According to him, find_in_batches used a "batch_size" hash option, defaulting to 1000, to decide how many records to load into memory at a time, and "find_each" would perform a query for each record one at a time.

Give those options, and wanting to balance my memory conservation against responsible use of database time, I ended up with a lot of blocks like this:


Model.find_in_batches do |models|
  models.each do |model|
    ....
  end
end

It seemed tedious to do a nested block every time, but I didn't want to use the "find_each" option which was going to slam my database with a million single row queries.

Eventually I'd repeated myself enough that I decided I was going to do something about it. I figured I'd create a plugin that would monkeypatch in a method called "find_each_in_batches" that would do the extra block for you, so you could automatically iterate over one model at a time, but still have the finding occur in batches.

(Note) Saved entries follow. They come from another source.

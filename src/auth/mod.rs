//! Access key authentication for the `/api` routes.
//!
//! Keys are compared in constant time. With no key configured every request
//! is let through.

use axum::{
    extract::{Request, State},
    http::{header, HeaderMap},
    middleware::Next,
    response::{IntoResponse, Response},
};
use subtle::ConstantTimeEq;

use crate::errors::AppError;
use crate::AppState;

/// Header name for the API key.
pub const API_KEY_HEADER: &str = "x-api-key";

/// Reject requests that do not carry the configured access key.
pub async fn require_api_key(
    State(state): State<AppState>,
    request: Request,
    next: Next,
) -> Response {
    let Some(expected) = state.config.api_key.as_deref() else {
        return next.run(request).await;
    };

    let rejection = match provided_key(request.headers()) {
        Some(key) if keys_match(key, expected) => None,
        Some(_) => {
            tracing::warn!(path = %request.uri().path(), "Rejected invalid API key");
            Some("Invalid API key")
        }
        None => Some("Missing API key"),
    };

    match rejection {
        None => next.run(request).await,
        Some(message) => AppError::Unauthorized(message.to_string()).into_response(),
    }
}

/// The key from `x-api-key`, or else from a bearer `Authorization` header.
fn provided_key(headers: &HeaderMap) -> Option<&str> {
    headers
        .get(API_KEY_HEADER)
        .and_then(|v| v.to_str().ok())
        .or_else(|| {
            headers
                .get(header::AUTHORIZATION)
                .and_then(|v| v.to_str().ok())
                .and_then(|s| s.strip_prefix("Bearer "))
        })
}

fn keys_match(provided: &str, expected: &str) -> bool {
    provided.as_bytes().ct_eq(expected.as_bytes()).into()
}
use std::collections::VecDeque;

use crate::grid::{self, Cell};

/// Snake body as an ordered head-first segment queue.
///
/// The body never mutates itself based on a heading; the engine computes
/// the candidate head, runs its collision checks against the unmoved
/// body, and only then calls [`Snake::advance`].
#[derive(Debug, Clone)]
pub struct Snake {
    body: VecDeque<Cell>,
}

impl Snake {
    /// Creates a snake from explicit segments (front is head).
    #[must_use]
    pub fn from_segments(segments: Vec<Cell>) -> Self {
        debug_assert!(!segments.is_empty());

        Self {
            body: VecDeque::from(segments),
        }
    }

    /// Returns the current head cell.
    #[must_use]
    pub fn head(&self) -> Cell {
        *self
            .body
            .front()
            .expect("snake body must always contain at least one segment")
    }

    /// Returns true if any segment occupies `cell`.
    #[must_use]
    pub fn occupies(&self, cell: Cell) -> bool {
        grid::occupied_by(&self.body, cell)
    }

    /// Moves the head to `new_head`; keeps the tail when `grow` is set.
    pub fn advance(&mut self, new_head: Cell, grow: bool) {
        self.body.push_front(new_head);
        if !grow {
            let _ = self.body.pop_back();
        }
    }

    /// Returns current segment count.
    #[must_use]
    pub fn len(&self) -> usize {
        self.body.len()
    }

    /// Returns true when there are no segments.
    #[must_use]
    pub fn is_empty(&self) -> bool {
        self.body.is_empty()
    }

    /// Iterates over body segments from head to tail.
    pub fn segments(&self) -> impl Iterator<Item = &Cell> {
        self.body.iter()
    }
}

#[cfg(test)]
mod tests {
    use crate::grid::Cell;

    use super::Snake;

    fn three_cell_snake() -> Snake {
        Snake::from_segments(vec![
            Cell { x: 5, y: 5 },
            Cell { x: 4, y: 5 },
            Cell { x: 3, y: 5 },
        ])
    }

    #[test]
    fn advance_shifts_every_segment_by_one() {
        let mut snake = three_cell_snake();

        snake.advance(Cell { x: 6, y: 5 }, false);

        let segments: Vec<Cell> = snake.segments().copied().collect();
        assert_eq!(
            segments,
            vec![
                Cell { x: 6, y: 5 },
                Cell { x: 5, y: 5 },
                Cell { x: 4, y: 5 },
            ]
        );
    }

    #[test]
    fn growing_advance_keeps_the_tail() {
        let mut snake = three_cell_snake();

        snake.advance(Cell { x: 6, y: 5 }, true);

        assert_eq!(snake.len(), 4);
        assert_eq!(snake.segments().last(), Some(&Cell { x: 3, y: 5 }));
    }

    #[test]
    fn occupies_covers_head_and_tail() {
        let snake = three_cell_snake();

        assert!(snake.occupies(Cell { x: 5, y: 5 }));
        assert!(snake.occupies(Cell { x: 3, y: 5 }));
        assert!(!snake.occupies(Cell { x: 6, y: 5 }));
    }
}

In order to get the namespacing right, I opened up the source file for ActiveRecord's built in batching methods (batch.rb), and imagine my surprise when I see this:


def find_each(options = {})
  find_in_batches(options) do |records|
    records.each { |record| yield record }
  end
  self
end

What do you know! #find_each actually does exactly what I was planning on making my new plugin do! My buddy had been misinformed, and had in turn misinformed me, and I just took his word for it!

If I had checked out this source code myself in the first place, I would have known this in the first place, and wouldn't have those double iteration blocks littered throughout my code base.

Reading the source code is a good habit anyway, because it introduces you to idioms the pros are using that you may not be familiar with and is a great way to improve your own code. But even just a glance to confirm what i'd been told with the inline documentation would have prevented a world of hurt.

So, while I'm here slapping my forehead, I encourage to you take heed to what I said at the top: Trust your mentors, but find out for yourself.